BEGIN THE DATA
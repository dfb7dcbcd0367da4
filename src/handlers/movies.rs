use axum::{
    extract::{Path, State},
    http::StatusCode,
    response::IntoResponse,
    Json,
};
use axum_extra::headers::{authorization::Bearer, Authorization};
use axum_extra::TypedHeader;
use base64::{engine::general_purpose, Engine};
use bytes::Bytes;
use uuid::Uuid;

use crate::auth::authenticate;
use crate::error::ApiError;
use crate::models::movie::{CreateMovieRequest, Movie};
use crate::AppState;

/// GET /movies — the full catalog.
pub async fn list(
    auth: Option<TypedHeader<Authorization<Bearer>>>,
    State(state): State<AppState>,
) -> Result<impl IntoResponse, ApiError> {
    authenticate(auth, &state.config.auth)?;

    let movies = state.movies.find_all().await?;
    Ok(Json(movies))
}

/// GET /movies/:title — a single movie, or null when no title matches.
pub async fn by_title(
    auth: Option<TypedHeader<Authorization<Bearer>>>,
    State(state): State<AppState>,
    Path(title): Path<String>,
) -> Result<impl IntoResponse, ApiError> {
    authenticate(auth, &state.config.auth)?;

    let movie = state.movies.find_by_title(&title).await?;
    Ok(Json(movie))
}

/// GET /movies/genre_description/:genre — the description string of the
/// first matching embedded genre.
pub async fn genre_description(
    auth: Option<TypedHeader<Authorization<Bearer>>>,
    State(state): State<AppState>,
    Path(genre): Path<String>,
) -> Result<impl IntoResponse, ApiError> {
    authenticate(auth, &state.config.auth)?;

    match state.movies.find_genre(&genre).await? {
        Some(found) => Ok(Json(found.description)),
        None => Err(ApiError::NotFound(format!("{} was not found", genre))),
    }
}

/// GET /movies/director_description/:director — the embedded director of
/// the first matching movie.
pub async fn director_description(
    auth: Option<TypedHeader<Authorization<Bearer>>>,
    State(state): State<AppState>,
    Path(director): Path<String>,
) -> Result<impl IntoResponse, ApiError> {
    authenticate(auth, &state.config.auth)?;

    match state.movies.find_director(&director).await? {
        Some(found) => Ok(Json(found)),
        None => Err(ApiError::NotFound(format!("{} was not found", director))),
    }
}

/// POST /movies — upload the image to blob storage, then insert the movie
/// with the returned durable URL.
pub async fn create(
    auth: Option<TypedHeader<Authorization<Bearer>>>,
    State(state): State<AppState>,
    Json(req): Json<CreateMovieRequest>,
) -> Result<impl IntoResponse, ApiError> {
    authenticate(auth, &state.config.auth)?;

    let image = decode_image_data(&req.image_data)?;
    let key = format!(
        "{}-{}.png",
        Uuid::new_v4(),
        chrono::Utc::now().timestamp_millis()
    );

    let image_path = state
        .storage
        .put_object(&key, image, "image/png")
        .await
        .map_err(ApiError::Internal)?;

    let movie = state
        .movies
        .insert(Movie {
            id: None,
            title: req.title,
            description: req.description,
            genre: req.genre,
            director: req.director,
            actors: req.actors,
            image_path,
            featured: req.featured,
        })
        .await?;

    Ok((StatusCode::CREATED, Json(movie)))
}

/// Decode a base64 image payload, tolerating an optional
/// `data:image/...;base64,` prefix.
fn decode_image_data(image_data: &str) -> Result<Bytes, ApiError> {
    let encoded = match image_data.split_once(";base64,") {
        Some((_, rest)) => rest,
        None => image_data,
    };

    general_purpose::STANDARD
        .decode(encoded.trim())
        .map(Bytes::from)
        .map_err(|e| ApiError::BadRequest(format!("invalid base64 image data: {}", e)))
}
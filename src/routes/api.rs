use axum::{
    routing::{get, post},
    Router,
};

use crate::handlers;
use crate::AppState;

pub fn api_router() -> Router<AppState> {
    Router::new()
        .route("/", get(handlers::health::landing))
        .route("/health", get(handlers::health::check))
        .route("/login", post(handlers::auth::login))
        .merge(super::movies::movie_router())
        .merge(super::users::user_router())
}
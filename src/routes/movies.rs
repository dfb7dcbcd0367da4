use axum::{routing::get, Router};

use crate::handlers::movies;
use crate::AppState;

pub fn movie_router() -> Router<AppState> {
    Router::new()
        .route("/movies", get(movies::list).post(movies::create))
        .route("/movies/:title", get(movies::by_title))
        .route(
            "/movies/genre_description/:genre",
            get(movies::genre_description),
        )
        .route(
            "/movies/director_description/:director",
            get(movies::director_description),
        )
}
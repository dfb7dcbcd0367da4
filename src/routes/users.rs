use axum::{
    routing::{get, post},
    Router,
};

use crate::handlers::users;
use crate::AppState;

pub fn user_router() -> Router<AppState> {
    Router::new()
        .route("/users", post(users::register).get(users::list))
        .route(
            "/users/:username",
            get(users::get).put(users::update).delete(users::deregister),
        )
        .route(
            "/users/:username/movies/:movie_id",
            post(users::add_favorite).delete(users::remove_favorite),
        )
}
END THE DATA
WORK INSTRUCTION = Make a list of all lines in the data that contain "merge".

SOLUTION TO THIS PROBLEM =
        .merge(super::movies::movie_router())
        .merge(super::users::user_router())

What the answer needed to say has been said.